Exercise prompt: Your reply should hold exactly the lines from the one that contains "if let Some(cost)" through the end of the data. Repeat them word for word.

Supplied information:
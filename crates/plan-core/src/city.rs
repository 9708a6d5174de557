//! City snapshot: building levels and sampled resource states captured from
//! the city view at one instant.

use crate::catalog::BuildingId;
use crate::resources::Resource;
use serde::{Deserialize, Serialize};
use std::collections::BTreeSet;
use thiserror::Error;

/// One constructed building in the city.
///
/// A city may hold several instances of the same building (two warehouses is
/// common); each appears as its own entry.
#[derive(Clone, Debug, PartialEq, Eq, Serialize, Deserialize)]
#[serde(rename_all = "camelCase")]
pub struct CityBuildingInstance {
    pub building_id: BuildingId,
    pub level: u16,
}

/// Sampled state of one resource at `last_sample_timestamp_ms`.
///
/// Values are kept exactly as sampled; consumers clamp negatives where they
/// read them.
#[derive(Clone, Debug, PartialEq, Serialize, Deserialize)]
#[serde(rename_all = "camelCase")]
pub struct CityResourceState {
    pub kind: Resource,
    pub current_amount: i64,
    pub max_capacity: i64,
    pub production_per_hour: f64,
    pub last_sample_timestamp_ms: i64,
}

/// Errors raised while parsing or validating a snapshot.
#[derive(Debug, Error)]
pub enum SnapshotError {
    /// The snapshot lists two states for one resource kind.
    #[error("snapshot lists {0} twice")]
    DuplicateKind(Resource),
    /// The snapshot JSON did not parse.
    #[error("snapshot JSON: {0}")]
    Parse(#[from] serde_json::Error),
}

/// Everything the planner knows about one city at one moment.
#[derive(Clone, Debug, PartialEq, Serialize, Deserialize)]
#[serde(rename_all = "camelCase")]
pub struct CitySnapshot {
    pub city_id: String,
    #[serde(default)]
    pub building_levels: Vec<CityBuildingInstance>,
    #[serde(default)]
    pub resource_states: Vec<CityResourceState>,
}

impl CitySnapshot {
    /// Parses the camelCase JSON emitted by the city-view sampler and checks
    /// it for duplicate resource entries.
    pub fn from_json_str(json: &str) -> Result<Self, SnapshotError> {
        let snapshot: Self = serde_json::from_str(json)?;
        snapshot.validate()?;
        Ok(snapshot)
    }

    /// Rejects snapshots that carry two states for the same resource.
    ///
    /// Duplicate building entries are fine; duplicate resource rows mean the
    /// sampler glitched and there is no way to pick the right one.
    pub fn validate(&self) -> Result<(), SnapshotError> {
        let mut seen: BTreeSet<Resource> = BTreeSet::new();
        for state in &self.resource_states {
            if !seen.insert(state.kind) {
                return Err(SnapshotError::DuplicateKind(state.kind));
            }
        }
        Ok(())
    }

    /// Level of the named building, or 0 when the city has none.
    ///
    /// With several instances of one building the highest level wins; that is
    /// the one the reducer rules care about.
    pub fn building_level(&self, id: &BuildingId) -> u16 {
        self.building_levels
            .iter()
            .filter(|b| &b.building_id == id)
            .map(|b| b.level)
            .max()
            .unwrap_or(0)
    }

    /// Sampled state for one resource kind, if the snapshot has it.
    pub fn resource_state(&self, kind: Resource) -> Option<&CityResourceState> {
        self.resource_states.iter().find(|s| s.kind == kind)
    }
}

#[cfg(test)]
mod tests {
    use super::*;

    const SAMPLE: &str = r#"{
        "cityId": "polis-4711",
        "buildingLevels": [
            {"buildingId": "townHall", "level": 12},
            {"buildingId": "carpenter", "level": 6},
            {"buildingId": "warehouse", "level": 9},
            {"buildingId": "warehouse", "level": 4}
        ],
        "resourceStates": [
            {"kind": "wood", "currentAmount": 1850, "maxCapacity": 12000,
             "productionPerHour": 612.0, "lastSampleTimestampMs": 1705500000000},
            {"kind": "wine", "currentAmount": 240, "maxCapacity": 12000,
             "productionPerHour": 0.0, "lastSampleTimestampMs": 1705500000000}
        ]
    }"#;

    #[test]
    fn parses_sample_snapshot() {
        let snapshot = CitySnapshot::from_json_str(SAMPLE).unwrap();
        assert_eq!(snapshot.city_id, "polis-4711");
        assert_eq!(snapshot.building_levels.len(), 4);
        let wood = snapshot.resource_state(Resource::Wood).unwrap();
        assert_eq!(wood.current_amount, 1850);
        assert_eq!(wood.max_capacity, 12000);
        assert_eq!(wood.last_sample_timestamp_ms, 1_705_500_000_000);
    }

    #[test]
    fn missing_sections_default_to_empty() {
        let snapshot = CitySnapshot::from_json_str(r#"{"cityId":"x"}"#).unwrap();
        assert!(snapshot.building_levels.is_empty());
        assert!(snapshot.resource_states.is_empty());
    }

    #[test]
    fn unknown_building_level_is_zero() {
        let snapshot = CitySnapshot::from_json_str(SAMPLE).unwrap();
        assert_eq!(snapshot.building_level(&"shipyard".into()), 0);
    }

    #[test]
    fn repeated_building_reports_highest_level() {
        let snapshot = CitySnapshot::from_json_str(SAMPLE).unwrap();
        assert_eq!(snapshot.building_level(&"warehouse".into()), 9);
    }

    #[test]
    fn missing_resource_state_is_none() {
        let snapshot = CitySnapshot::from_json_str(SAMPLE).unwrap();
        assert!(snapshot.resource_state(Resource::Sulfur).is_none());
    }

    #[test]
    fn duplicate_resource_kind_is_rejected() {
        let json = r#"{
            "cityId": "x",
            "resourceStates": [
                {"kind": "wood", "currentAmount": 1, "maxCapacity": 10,
                 "productionPerHour": 1.0, "lastSampleTimestampMs": 0},
                {"kind": "wood", "currentAmount": 2, "maxCapacity": 10,
                 "productionPerHour": 1.0, "lastSampleTimestampMs": 0}
            ]
        }"#;
        assert!(matches!(
            CitySnapshot::from_json_str(json).unwrap_err(),
            SnapshotError::DuplicateKind(Resource::Wood)
        ));
    }

    #[test]
    fn shipped_city_asset_parses() {
        let path =
            std::path::PathBuf::from(env!("CARGO_MANIFEST_DIR")).join("../../assets/city.json");
        let text = std::fs::read_to_string(path).unwrap();
        let snapshot = CitySnapshot::from_json_str(&text).unwrap();
        assert!(!snapshot.city_id.is_empty());
        assert!(!snapshot.resource_states.is_empty());
    }
}
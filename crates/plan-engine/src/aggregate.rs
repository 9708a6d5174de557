//! Cost aggregation over level ranges and upgrade queues.

use crate::discount::DiscountVector;
use plan_core::{BuildingId, Catalog, ResourceVector, UpgradeQueue};

/// Total discounted cost plus how many catalog rows contributed to it.
#[derive(Clone, Copy, Debug, Default, PartialEq, Eq)]
pub struct AggregatedCost {
    pub total: ResourceVector,
    pub rows: usize,
}

/// Sums the discounted cost of every catalog row in `(current, target]`.
///
/// Each row is discounted before summing, so truncation happens per level
/// exactly as the game charges it. A target at or below the current level,
/// an unknown building, and levels without a catalog row all contribute
/// nothing; `rows` counts rows actually summed.
pub fn range_cost(
    catalog: &Catalog,
    discounts: &DiscountVector,
    building_id: &BuildingId,
    current: u16,
    target: u16,
) -> AggregatedCost {
    let mut agg = AggregatedCost::default();
    if target <= current {
        return agg;
    }
    let building = match catalog.building(building_id) {
        Some(b) => b,
        None => return agg,
    };
    for row in building.rows_between(current, target) {
        agg.total = agg.total.saturating_add(&discounts.reduce(&row.cost));
        agg.rows += 1;
    }
    agg
}

/// Prices an upgrade queue: each item adds the discounted cost of exactly
/// its target-level row, in queue order.
///
/// Items naming an unknown building or an undefined level are skipped;
/// repeated items each contribute again.
pub fn queue_cost(
    catalog: &Catalog,
    discounts: &DiscountVector,
    queue: &UpgradeQueue,
) -> AggregatedCost {
    let mut agg = AggregatedCost::default();
    for item in queue.items() {
        let row = catalog
            .building(&item.building_id)
            .and_then(|b| b.level_cost(item.target_level));
        if let Some(cost) = row {
            agg.total = agg.total.saturating_add(&discounts.reduce(cost));
            agg.rows += 1;
        }
    }
    agg
}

Solved exercise:
        if let Some(cost) = row {
            agg.total = agg.total.saturating_add(&discounts.reduce(cost));
            agg.rows += 1;
        }
    }
    agg
}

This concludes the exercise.